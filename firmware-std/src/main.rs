//! AirTally ESP-IDF std firmware
//!
//! The discovery cycle runs on the main thread. The WiFi driver's
//! promiscuous callback classifies frames and hands observations over a
//! bounded std::sync::mpsc channel; the cycle drains it during each capture
//! window. A second thread reads NDJSON commands from the serial console.

use std::io::Read;
use std::sync::atomic::{AtomicBool, Ordering};
use std::sync::mpsc::{self, Receiver, SyncSender};
use std::sync::Mutex;
use std::thread;
use std::time::{Duration, Instant};

use airtally::{board, comm, defaults, frame, nmea, platform, protocol, report};

use comm::{CommandAction, LineReader};
use defaults::{MAX_APS, MAX_STATIONS, OBSERVATION_QUEUE_LEN};
use esp_idf_svc::hal::delay::NON_BLOCK;
use esp_idf_svc::hal::gpio::AnyIOPin;
use esp_idf_svc::hal::peripherals::Peripherals;
use esp_idf_svc::hal::uart::{self, UartDriver};
use esp_idf_svc::hal::units::Hertz;
use esp_idf_svc::sys::{
    esp, esp_get_free_heap_size, esp_wifi_set_channel, esp_wifi_set_promiscuous,
    esp_wifi_set_promiscuous_filter, esp_wifi_set_promiscuous_rx_cb, settimeofday, timeval,
    wifi_promiscuous_filter_t, wifi_promiscuous_pkt_t, wifi_promiscuous_pkt_type_t,
    wifi_promiscuous_pkt_type_t_WIFI_PKT_CTRL, wifi_promiscuous_pkt_type_t_WIFI_PKT_DATA,
    wifi_promiscuous_pkt_type_t_WIFI_PKT_MGMT, wifi_second_chan_t_WIFI_SECOND_CHAN_NONE,
    EspError, WIFI_PROMIS_FILTER_MASK_DATA,
};
use esp_idf_svc::wifi::config::ScanConfig;
use esp_idf_svc::wifi::{AuthMethod, BlockingWifi, EspWifi};
use esp_idf_svc::{eventloop::EspSystemEventLoop, nvs::EspDefaultNvsPartition};
use frame::{FrameKind, Observation};
use nmea::DateTime;
use platform::{Clock, GpsSource, NoGps, Radio, ReportSink, ScanResult};
use protocol::{DeviceMessage, HostCommand, MsgBuffer, MAX_MSG_LEN, VERSION};
use report::{Report, Security};

type Controller = airtally::cycle::CycleController<
    EspRadio,
    BoardGps,
    SystemClock,
    SerialReporter,
    MAX_APS,
    MAX_STATIONS,
>;

// ── Promiscuous callback → capture window ────────────────────────────

static SCAN_TX: Mutex<Option<SyncSender<Observation>>> = Mutex::new(None);

/// Set only while a capture window is open. Frames outside a window
/// (e.g. while the channel is still settling) are dropped in the callback.
static CAPTURING: AtomicBool = AtomicBool::new(false);

/// WiFi promiscuous mode callback.
///
/// Runs in the WiFi driver task and must not block: observations are
/// offered with try_send and dropped when the queue is full.
unsafe extern "C" fn promisc_rx_cb(
    buf: *mut std::ffi::c_void,
    pkt_type: wifi_promiscuous_pkt_type_t,
) {
    if !CAPTURING.load(Ordering::Relaxed) {
        return;
    }

    #[allow(non_upper_case_globals)]
    let kind = match pkt_type {
        wifi_promiscuous_pkt_type_t_WIFI_PKT_MGMT => FrameKind::Management,
        wifi_promiscuous_pkt_type_t_WIFI_PKT_CTRL => FrameKind::Control,
        wifi_promiscuous_pkt_type_t_WIFI_PKT_DATA => FrameKind::Data,
        _ => FrameKind::Misc,
    };
    if kind != FrameKind::Data {
        return;
    }

    let pkt = unsafe { &*(buf as *const wifi_promiscuous_pkt_t) };
    let sig_len = pkt.rx_ctrl.sig_len() as usize;
    if sig_len == 0 {
        return;
    }

    // Safety: payload is `sig_len` bytes starting at pkt.payload
    let payload = unsafe { std::slice::from_raw_parts(pkt.payload.as_ptr(), sig_len) };

    if let Some(obs) = frame::classify(payload, kind) {
        if let Ok(guard) = SCAN_TX.lock() {
            if let Some(ref tx) = *guard {
                let _ = tx.try_send(obs);
            }
        }
    }
}

// ── Radio ────────────────────────────────────────────────────────────

struct EspRadio {
    wifi: BlockingWifi<EspWifi<'static>>,
    observations: Receiver<Observation>,
}

impl EspRadio {
    fn new(wifi: BlockingWifi<EspWifi<'static>>) -> Result<Self, EspError> {
        let (tx, rx) = mpsc::sync_channel::<Observation>(OBSERVATION_QUEUE_LEN);
        if let Ok(mut slot) = SCAN_TX.lock() {
            *slot = Some(tx);
        }

        let filter = wifi_promiscuous_filter_t {
            filter_mask: WIFI_PROMIS_FILTER_MASK_DATA,
        };
        unsafe {
            esp!(esp_wifi_set_promiscuous_filter(&filter))?;
            esp!(esp_wifi_set_promiscuous_rx_cb(Some(promisc_rx_cb)))?;
        }

        Ok(Self {
            wifi,
            observations: rx,
        })
    }
}

fn security_of(auth: Option<AuthMethod>) -> Security {
    match auth {
        Some(AuthMethod::None) => Security::Open,
        Some(AuthMethod::WEP) => Security::Wep,
        Some(AuthMethod::WPA) => Security::Wpa,
        Some(AuthMethod::WPA2Personal) | Some(AuthMethod::WPA2Enterprise) => Security::Wpa2,
        Some(AuthMethod::WPAWPA2Personal) => Security::WpaWpa2,
        Some(AuthMethod::WPA3Personal) => Security::Wpa3,
        Some(AuthMethod::WPA2WPA3Personal) => Security::Wpa2Wpa3,
        _ => Security::Unknown,
    }
}

impl Radio for EspRadio {
    type Error = EspError;

    fn scan(&mut self, on_result: &mut dyn FnMut(ScanResult)) -> Result<(), EspError> {
        let config = ScanConfig {
            show_hidden: true,
            ..Default::default()
        };
        self.wifi.wifi_mut().start_scan(&config, true)?;
        for ap in self.wifi.wifi_mut().get_scan_result()? {
            on_result(ScanResult {
                bssid: ap.bssid,
                ssid: heapless::String::try_from(ap.ssid.as_str()).unwrap_or_default(),
                channel: ap.channel,
                rssi: ap.signal_strength,
                security: security_of(ap.auth_method),
            });
        }
        Ok(())
    }

    fn set_promiscuous(&mut self, enabled: bool) -> Result<(), EspError> {
        esp!(unsafe { esp_wifi_set_promiscuous(enabled) })
    }

    fn set_channel(&mut self, channel: u8) -> Result<(), EspError> {
        esp!(unsafe { esp_wifi_set_channel(channel, wifi_second_chan_t_WIFI_SECOND_CHAN_NONE) })
    }

    fn capture(&mut self, window: Duration, sink: &mut dyn FnMut(Observation)) {
        // Anything queued before the window belongs to the previous channel
        while self.observations.try_recv().is_ok() {}

        let deadline = Instant::now() + window;
        CAPTURING.store(true, Ordering::Relaxed);
        loop {
            let remaining = deadline.saturating_duration_since(Instant::now());
            if remaining.is_zero() {
                break;
            }
            match self.observations.recv_timeout(remaining) {
                Ok(obs) => sink(obs),
                Err(mpsc::RecvTimeoutError::Timeout) => break,
                Err(mpsc::RecvTimeoutError::Disconnected) => {
                    log::error!("Observation queue disconnected");
                    break;
                }
            }
        }
        CAPTURING.store(false, Ordering::Relaxed);

        // Frames that were already queued when the window closed still count
        while let Ok(obs) = self.observations.try_recv() {
            sink(obs);
        }
    }
}

// ── GPS ──────────────────────────────────────────────────────────────

enum BoardGps {
    Uart(UartDriver<'static>),
    Absent(NoGps),
}

impl GpsSource for BoardGps {
    fn read_nonblocking(&mut self, buf: &mut [u8]) -> usize {
        match self {
            BoardGps::Uart(uart) => uart.read(buf, NON_BLOCK).unwrap_or(0),
            BoardGps::Absent(none) => none.read_nonblocking(buf),
        }
    }
}

// ── Clock ────────────────────────────────────────────────────────────

struct SystemClock {
    boot: Instant,
}

impl Clock for SystemClock {
    fn sleep(&mut self, duration: Duration) {
        thread::sleep(duration);
    }

    fn set_wall_clock(&mut self, time: &DateTime) {
        let tv = timeval {
            tv_sec: time.unix_timestamp() as _,
            tv_usec: 0,
        };
        if unsafe { settimeofday(&tv, core::ptr::null()) } != 0 {
            log::warn!("settimeofday failed for {}", time);
        }
    }

    fn uptime_ms(&self) -> u64 {
        self.boot.elapsed().as_millis() as u64
    }
}

// ── Output ───────────────────────────────────────────────────────────

/// Human-readable table through the logger, NDJSON on stdout.
struct SerialReporter;

impl SerialReporter {
    fn emit(&self, write: impl FnOnce(&mut [u8]) -> Option<usize>) {
        let mut buf = MsgBuffer::new();
        buf.resize_default(MAX_MSG_LEN).ok();
        if let Some(len) = write(&mut buf) {
            buf.truncate(len);
            if let Ok(s) = std::str::from_utf8(&buf) {
                println!("{}", s.trim_end());
            }
        }
    }
}

impl ReportSink<MAX_APS> for SerialReporter {
    fn publish(&mut self, report: &Report<MAX_APS>) {
        if report.scan_failed {
            log::warn!("Cycle {}: scan failed, GPS {}", report.cycle, report.fix);
        } else {
            log::info!(
                "Cycle {} | {} APs | {} clients | GPS {}",
                report.cycle,
                report.rows.len(),
                report.total_clients(),
                report.fix
            );
            log::info!(
                "{:<32} {:<17} {:>4} {:>3} {:>4} {:<9} {:>3}",
                "SSID",
                "BSSID",
                "BAND",
                "CH",
                "RSSI",
                "SEC",
                "CLI"
            );
            for row in &report.rows {
                let mut bssid = protocol::MacString::new();
                report::format_mac(&row.bssid, &mut bssid);
                log::info!(
                    "{:<32} {:<17} {:>4} {:>3} {:>4} {:<9} {:>3}",
                    row.ssid.as_str(),
                    bssid.as_str(),
                    row.band.as_str(),
                    row.channel,
                    row.rssi,
                    row.security.as_str(),
                    row.clients
                );
            }
        }

        for row in &report.rows {
            self.emit(|buf| comm::serialize_row(report.cycle, row, buf));
        }
        self.emit(|buf| comm::serialize_summary(report, buf));
    }
}

fn emit_status(controller: &Controller) {
    let config = controller.config();
    let msg = DeviceMessage::Status {
        running: config.running,
        uptime: (controller.uptime_ms() / 1000) as u32,
        heap_free: unsafe { esp_get_free_heap_size() },
        cycles: controller.cycles(),
        retain: config.retain_clients,
        capture_ms: config.capture.as_millis() as u32,
        idle_ms: config.idle.as_millis() as u32,
        board: board::BOARD_NAME,
        version: VERSION,
    };
    SerialReporter.emit(|buf| comm::serialize_message(&msg, buf));
}

// ── Command thread ───────────────────────────────────────────────────

fn command_thread(cmd_tx: SyncSender<HostCommand>) {
    log::info!("Command thread started");

    let mut reader: LineReader<128> = LineReader::new();
    let mut stdin = std::io::stdin();
    let mut chunk = [0u8; 64];

    loop {
        match stdin.read(&mut chunk) {
            Ok(n) if n > 0 => {
                for &byte in &chunk[..n] {
                    if let Some(line) = reader.feed(byte) {
                        match comm::parse_command(line) {
                            Some(cmd) => {
                                let _ = cmd_tx.try_send(cmd);
                            }
                            None => log::warn!("Unrecognized command"),
                        }
                    }
                }
            }
            _ => thread::sleep(Duration::from_millis(50)),
        }
    }
}

fn main() -> anyhow::Result<()> {
    // Bind the ESP-IDF logger to the `log` facade
    esp_idf_svc::log::EspLogger::initialize_default();

    let boot = Instant::now();
    log::info!("AirTally v{} starting on {} (std)", VERSION, board::BOARD_NAME);

    // ── Peripherals ──────────────────────────────────────────────────

    let peripherals = Peripherals::take()?;
    let sys_loop = EspSystemEventLoop::take()?;
    let nvs = EspDefaultNvsPartition::take()?;

    // Hold power on (M5StickC Plus2)
    #[cfg(feature = "m5stickc")]
    let _power_hold = {
        use esp_idf_svc::hal::gpio::PinDriver;
        let mut p = PinDriver::output(peripherals.pins.gpio4)?;
        p.set_high()?;
        p
    };

    // ── GPS UART ─────────────────────────────────────────────────────

    let gps = if board::HAS_GPS_HEADER {
        let config = uart::config::Config::default().baudrate(Hertz(board::GPS_BAUD));
        // Safety: pin numbers come from the board table and are not claimed elsewhere
        let (tx, rx) = unsafe {
            (
                AnyIOPin::new(board::GPS_TX_PIN as i32),
                AnyIOPin::new(board::GPS_RX_PIN as i32),
            )
        };
        let uart = UartDriver::new(
            peripherals.uart1,
            tx,
            rx,
            Option::<AnyIOPin>::None,
            Option::<AnyIOPin>::None,
            &config,
        )?;
        log::info!(
            "GPS UART on rx={} tx={} @ {} baud",
            board::GPS_RX_PIN,
            board::GPS_TX_PIN,
            board::GPS_BAUD
        );
        BoardGps::Uart(uart)
    } else {
        log::info!("No GPS header on this board, reports will carry no_data");
        BoardGps::Absent(NoGps)
    };

    // ── WiFi ─────────────────────────────────────────────────────────

    let mut wifi = BlockingWifi::wrap(
        EspWifi::new(peripherals.modem, sys_loop.clone(), Some(nvs))?,
        sys_loop,
    )?;
    wifi.set_configuration(&esp_idf_svc::wifi::Configuration::Client(Default::default()))?;
    wifi.start()?;
    let radio = EspRadio::new(wifi)?;
    log::info!("WiFi started in station mode");

    // ── Command thread ───────────────────────────────────────────────

    let (cmd_tx, cmd_rx) = mpsc::sync_channel::<HostCommand>(4);
    thread::Builder::new()
        .name("command".into())
        .stack_size(4096)
        .spawn(move || {
            command_thread(cmd_tx);
        })?;
    log::info!("Command thread spawned");

    // ── Discovery cycle ──────────────────────────────────────────────

    let mut controller = Controller::new(
        radio,
        gps,
        SystemClock { boot },
        SerialReporter,
        airtally::cycle::CycleConfig::new(),
    );

    controller.run(|controller| {
        for cmd in cmd_rx.try_iter() {
            if controller.apply(&cmd) == CommandAction::ReportStatus {
                emit_status(controller);
            }
        }
    });
}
——————
## ACTION ITEM
Up to and including the line that holds "during each capture", reproduce the records above exactly from their first line, and give nothing else.

## RESULT OF THIS EXERCISE
filename firmware-std/src/main.rs
//! AirTally ESP-IDF std firmware
//!
//! The discovery cycle runs on the main thread. The WiFi driver's
//! promiscuous callback classifies frames and hands observations over a
//! bounded std::sync::mpsc channel; the cycle drains it during each capture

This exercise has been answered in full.